Material for the task ▸
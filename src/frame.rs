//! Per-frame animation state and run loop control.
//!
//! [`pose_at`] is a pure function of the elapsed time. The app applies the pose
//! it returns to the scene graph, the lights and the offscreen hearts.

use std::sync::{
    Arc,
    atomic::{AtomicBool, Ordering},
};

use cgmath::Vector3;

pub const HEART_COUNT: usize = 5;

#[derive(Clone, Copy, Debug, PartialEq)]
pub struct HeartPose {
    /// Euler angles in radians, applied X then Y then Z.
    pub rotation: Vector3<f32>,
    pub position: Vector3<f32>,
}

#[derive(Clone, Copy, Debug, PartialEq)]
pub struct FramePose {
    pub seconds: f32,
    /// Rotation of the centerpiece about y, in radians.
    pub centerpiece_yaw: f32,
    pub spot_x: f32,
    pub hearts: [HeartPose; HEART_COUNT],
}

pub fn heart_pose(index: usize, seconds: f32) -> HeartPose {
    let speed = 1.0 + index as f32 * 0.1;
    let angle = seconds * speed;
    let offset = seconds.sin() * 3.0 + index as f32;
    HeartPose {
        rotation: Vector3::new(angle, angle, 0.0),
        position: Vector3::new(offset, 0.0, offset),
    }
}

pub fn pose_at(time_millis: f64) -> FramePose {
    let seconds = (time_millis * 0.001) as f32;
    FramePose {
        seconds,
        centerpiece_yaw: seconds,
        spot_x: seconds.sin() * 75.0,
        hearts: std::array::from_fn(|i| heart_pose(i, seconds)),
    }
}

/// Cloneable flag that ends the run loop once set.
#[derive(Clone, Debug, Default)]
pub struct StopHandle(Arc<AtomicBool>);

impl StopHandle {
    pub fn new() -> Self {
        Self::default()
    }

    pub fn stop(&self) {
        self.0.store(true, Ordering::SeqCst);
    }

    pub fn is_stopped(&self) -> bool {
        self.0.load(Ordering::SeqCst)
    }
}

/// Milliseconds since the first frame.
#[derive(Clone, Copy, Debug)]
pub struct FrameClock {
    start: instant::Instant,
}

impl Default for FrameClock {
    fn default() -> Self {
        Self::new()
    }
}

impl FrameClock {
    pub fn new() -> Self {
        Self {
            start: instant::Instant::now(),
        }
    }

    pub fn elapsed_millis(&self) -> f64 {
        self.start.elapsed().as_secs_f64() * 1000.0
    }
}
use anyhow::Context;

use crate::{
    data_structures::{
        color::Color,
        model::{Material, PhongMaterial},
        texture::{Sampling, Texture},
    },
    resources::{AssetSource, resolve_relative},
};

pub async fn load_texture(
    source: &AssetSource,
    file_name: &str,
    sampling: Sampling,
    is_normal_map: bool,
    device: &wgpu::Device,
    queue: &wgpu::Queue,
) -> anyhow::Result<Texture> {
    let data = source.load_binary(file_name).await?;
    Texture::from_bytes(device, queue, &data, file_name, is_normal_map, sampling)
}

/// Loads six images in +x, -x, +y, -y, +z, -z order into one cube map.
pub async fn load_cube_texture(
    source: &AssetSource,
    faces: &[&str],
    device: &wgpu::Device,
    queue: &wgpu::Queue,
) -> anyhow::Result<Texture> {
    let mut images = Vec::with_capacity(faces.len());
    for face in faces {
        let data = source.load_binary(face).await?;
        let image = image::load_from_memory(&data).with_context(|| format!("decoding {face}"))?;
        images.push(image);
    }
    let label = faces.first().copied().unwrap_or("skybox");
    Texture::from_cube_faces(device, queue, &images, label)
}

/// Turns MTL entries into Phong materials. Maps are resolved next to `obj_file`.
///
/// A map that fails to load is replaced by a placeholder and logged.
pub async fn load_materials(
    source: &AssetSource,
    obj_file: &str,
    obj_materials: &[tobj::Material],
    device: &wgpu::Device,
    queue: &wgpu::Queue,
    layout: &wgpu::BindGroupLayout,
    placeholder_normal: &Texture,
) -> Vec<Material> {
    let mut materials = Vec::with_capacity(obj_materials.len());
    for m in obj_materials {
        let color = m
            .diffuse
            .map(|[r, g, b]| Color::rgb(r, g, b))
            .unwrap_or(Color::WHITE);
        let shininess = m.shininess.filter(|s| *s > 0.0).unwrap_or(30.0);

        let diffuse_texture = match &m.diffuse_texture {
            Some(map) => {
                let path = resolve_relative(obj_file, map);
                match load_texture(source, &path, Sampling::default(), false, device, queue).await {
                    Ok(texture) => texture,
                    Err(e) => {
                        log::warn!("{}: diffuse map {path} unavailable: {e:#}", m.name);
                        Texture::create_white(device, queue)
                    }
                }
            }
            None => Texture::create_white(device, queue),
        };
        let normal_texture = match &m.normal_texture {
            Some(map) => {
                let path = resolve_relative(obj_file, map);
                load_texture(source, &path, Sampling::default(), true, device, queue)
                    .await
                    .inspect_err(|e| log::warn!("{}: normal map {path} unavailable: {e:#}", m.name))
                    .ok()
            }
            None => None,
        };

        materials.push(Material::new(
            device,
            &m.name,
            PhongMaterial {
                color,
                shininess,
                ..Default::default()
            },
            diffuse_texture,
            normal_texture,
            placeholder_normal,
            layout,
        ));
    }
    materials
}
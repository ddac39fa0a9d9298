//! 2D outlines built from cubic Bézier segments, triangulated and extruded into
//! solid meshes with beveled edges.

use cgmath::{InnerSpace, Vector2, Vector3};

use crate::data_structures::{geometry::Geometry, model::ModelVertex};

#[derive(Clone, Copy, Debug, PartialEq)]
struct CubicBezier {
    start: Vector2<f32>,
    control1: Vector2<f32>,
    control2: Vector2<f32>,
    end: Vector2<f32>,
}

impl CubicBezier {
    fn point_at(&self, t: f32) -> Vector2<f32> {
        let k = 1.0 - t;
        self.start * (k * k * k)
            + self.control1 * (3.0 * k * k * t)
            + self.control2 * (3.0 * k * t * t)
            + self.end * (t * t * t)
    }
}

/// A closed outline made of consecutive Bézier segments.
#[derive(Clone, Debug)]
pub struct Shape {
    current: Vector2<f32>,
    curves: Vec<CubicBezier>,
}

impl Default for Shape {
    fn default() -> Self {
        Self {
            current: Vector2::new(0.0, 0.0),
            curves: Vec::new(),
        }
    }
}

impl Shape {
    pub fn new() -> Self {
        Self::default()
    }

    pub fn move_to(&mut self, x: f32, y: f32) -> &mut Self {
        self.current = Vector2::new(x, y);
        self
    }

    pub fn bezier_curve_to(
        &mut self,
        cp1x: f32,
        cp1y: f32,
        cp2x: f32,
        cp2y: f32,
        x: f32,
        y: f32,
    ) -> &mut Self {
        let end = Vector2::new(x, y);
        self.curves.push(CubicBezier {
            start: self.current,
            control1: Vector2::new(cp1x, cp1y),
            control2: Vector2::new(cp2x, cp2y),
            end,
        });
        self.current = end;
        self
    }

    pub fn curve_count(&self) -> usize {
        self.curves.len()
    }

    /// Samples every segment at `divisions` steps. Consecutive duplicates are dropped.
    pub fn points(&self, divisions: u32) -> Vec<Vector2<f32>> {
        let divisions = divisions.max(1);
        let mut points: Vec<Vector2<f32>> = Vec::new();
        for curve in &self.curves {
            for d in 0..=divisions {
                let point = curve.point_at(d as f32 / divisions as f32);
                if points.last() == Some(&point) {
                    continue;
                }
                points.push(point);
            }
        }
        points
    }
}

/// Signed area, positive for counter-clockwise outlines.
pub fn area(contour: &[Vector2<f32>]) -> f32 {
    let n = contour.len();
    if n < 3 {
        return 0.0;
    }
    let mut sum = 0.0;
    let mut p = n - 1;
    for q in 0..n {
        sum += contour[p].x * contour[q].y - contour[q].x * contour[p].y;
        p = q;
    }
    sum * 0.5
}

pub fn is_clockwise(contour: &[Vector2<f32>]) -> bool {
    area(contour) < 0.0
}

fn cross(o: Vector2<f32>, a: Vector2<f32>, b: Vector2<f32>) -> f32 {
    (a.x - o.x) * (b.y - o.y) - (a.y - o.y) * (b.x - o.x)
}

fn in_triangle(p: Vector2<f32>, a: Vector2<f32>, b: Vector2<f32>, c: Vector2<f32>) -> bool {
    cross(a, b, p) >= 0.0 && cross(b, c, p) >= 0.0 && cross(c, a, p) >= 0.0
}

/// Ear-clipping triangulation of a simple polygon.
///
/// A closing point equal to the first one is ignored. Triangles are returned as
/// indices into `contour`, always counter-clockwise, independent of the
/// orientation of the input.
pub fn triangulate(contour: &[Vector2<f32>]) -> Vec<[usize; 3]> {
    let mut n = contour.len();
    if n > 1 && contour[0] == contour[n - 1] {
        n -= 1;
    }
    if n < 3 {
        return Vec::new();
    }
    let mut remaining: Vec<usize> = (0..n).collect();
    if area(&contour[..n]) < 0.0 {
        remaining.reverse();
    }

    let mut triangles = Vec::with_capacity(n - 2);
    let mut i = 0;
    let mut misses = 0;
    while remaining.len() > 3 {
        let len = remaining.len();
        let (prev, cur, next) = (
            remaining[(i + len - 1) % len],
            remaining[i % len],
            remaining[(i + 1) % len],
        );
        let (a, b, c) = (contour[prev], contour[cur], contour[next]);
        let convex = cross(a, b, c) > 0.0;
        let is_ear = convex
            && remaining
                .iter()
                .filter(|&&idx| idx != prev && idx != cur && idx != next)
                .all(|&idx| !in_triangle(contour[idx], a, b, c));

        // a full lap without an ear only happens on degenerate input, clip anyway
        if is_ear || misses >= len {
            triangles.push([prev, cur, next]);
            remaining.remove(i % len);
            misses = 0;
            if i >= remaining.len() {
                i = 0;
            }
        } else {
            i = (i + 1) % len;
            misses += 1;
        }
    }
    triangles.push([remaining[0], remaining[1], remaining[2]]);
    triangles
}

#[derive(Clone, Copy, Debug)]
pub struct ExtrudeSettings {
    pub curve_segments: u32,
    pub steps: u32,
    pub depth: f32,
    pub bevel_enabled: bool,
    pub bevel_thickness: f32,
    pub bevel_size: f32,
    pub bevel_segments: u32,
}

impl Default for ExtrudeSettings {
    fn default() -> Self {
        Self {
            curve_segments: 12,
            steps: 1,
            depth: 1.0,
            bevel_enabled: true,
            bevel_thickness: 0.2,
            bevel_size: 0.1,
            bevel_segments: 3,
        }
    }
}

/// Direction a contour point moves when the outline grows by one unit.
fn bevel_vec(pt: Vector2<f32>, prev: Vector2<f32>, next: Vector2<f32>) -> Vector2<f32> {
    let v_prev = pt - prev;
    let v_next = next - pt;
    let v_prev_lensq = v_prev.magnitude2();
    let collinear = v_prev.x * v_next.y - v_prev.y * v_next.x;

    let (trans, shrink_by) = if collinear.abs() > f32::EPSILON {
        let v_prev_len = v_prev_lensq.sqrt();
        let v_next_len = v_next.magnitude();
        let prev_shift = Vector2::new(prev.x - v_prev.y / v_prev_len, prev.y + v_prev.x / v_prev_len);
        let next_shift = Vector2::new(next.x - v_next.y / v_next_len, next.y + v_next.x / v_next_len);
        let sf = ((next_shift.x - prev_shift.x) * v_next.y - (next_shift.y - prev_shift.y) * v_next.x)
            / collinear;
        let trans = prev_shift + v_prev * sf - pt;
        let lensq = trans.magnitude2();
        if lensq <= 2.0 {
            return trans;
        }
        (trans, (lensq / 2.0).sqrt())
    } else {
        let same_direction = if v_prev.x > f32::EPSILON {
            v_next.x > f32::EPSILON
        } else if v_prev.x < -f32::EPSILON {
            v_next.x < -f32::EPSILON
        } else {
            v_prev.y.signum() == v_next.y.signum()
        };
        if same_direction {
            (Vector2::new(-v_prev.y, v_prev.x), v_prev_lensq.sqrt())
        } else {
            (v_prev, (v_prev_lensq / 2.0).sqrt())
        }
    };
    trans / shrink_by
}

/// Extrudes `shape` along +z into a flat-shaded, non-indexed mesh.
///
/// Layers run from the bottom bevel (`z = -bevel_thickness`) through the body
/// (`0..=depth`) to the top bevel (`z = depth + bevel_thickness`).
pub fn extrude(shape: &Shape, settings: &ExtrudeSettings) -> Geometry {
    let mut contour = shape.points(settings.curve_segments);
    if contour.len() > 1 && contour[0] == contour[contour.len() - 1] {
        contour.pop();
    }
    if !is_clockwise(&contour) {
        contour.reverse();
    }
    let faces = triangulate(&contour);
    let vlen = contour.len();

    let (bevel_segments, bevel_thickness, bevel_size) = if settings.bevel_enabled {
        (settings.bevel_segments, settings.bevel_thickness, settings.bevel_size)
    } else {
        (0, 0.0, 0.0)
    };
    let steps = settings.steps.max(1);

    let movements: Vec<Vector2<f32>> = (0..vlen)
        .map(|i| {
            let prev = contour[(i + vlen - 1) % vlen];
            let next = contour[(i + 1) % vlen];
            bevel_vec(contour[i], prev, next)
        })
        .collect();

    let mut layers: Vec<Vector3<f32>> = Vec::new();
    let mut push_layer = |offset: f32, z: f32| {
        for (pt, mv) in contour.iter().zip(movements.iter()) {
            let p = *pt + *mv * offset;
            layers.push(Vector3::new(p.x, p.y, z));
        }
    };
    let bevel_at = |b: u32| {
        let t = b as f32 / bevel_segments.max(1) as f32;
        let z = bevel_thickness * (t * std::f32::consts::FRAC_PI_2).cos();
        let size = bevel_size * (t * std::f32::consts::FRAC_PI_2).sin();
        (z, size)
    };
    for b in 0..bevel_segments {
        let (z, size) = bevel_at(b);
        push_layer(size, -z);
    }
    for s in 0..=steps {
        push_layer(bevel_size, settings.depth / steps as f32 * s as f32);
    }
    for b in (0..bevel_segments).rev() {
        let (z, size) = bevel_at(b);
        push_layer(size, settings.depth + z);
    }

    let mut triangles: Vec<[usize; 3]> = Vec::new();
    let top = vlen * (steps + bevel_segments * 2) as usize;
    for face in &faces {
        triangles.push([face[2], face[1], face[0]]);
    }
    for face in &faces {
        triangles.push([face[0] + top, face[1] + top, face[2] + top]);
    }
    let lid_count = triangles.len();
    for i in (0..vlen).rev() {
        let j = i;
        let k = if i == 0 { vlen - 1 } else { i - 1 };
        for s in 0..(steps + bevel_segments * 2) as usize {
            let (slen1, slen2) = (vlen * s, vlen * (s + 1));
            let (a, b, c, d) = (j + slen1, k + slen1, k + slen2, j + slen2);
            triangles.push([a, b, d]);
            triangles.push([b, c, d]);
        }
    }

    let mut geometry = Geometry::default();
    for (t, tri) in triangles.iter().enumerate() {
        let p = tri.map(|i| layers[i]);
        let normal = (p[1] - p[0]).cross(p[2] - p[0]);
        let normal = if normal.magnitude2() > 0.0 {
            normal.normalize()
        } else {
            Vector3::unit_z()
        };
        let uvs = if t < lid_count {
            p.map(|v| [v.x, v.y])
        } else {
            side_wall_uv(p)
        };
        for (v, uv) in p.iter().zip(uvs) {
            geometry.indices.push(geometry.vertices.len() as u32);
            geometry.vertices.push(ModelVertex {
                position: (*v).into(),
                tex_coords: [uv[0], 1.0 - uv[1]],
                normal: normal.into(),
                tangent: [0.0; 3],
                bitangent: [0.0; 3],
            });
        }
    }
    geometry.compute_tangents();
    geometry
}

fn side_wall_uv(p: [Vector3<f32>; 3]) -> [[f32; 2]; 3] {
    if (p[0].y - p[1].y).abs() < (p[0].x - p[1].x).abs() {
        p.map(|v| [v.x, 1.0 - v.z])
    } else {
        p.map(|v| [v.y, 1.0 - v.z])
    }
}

Problem to work on ▸
An exact, complete copy of the lines above from the one with "let movements: Vec<Vector2<f32>>" through the one with "let t = b as" is the whole answer.

Response to the task ▸
    let movements: Vec<Vector2<f32>> = (0..vlen)
        .map(|i| {
            let prev = contour[(i + vlen - 1) % vlen];
            let next = contour[(i + 1) % vlen];
            bevel_vec(contour[i], prev, next)
        })
        .collect();

    let mut layers: Vec<Vector3<f32>> = Vec::new();
    let mut push_layer = |offset: f32, z: f32| {
        for (pt, mv) in contour.iter().zip(movements.iter()) {
            let p = *pt + *mv * offset;
            layers.push(Vector3::new(p.x, p.y, z));
        }
    };
    let bevel_at = |b: u32| {
        let t = b as f32 / bevel_segments.max(1) as f32;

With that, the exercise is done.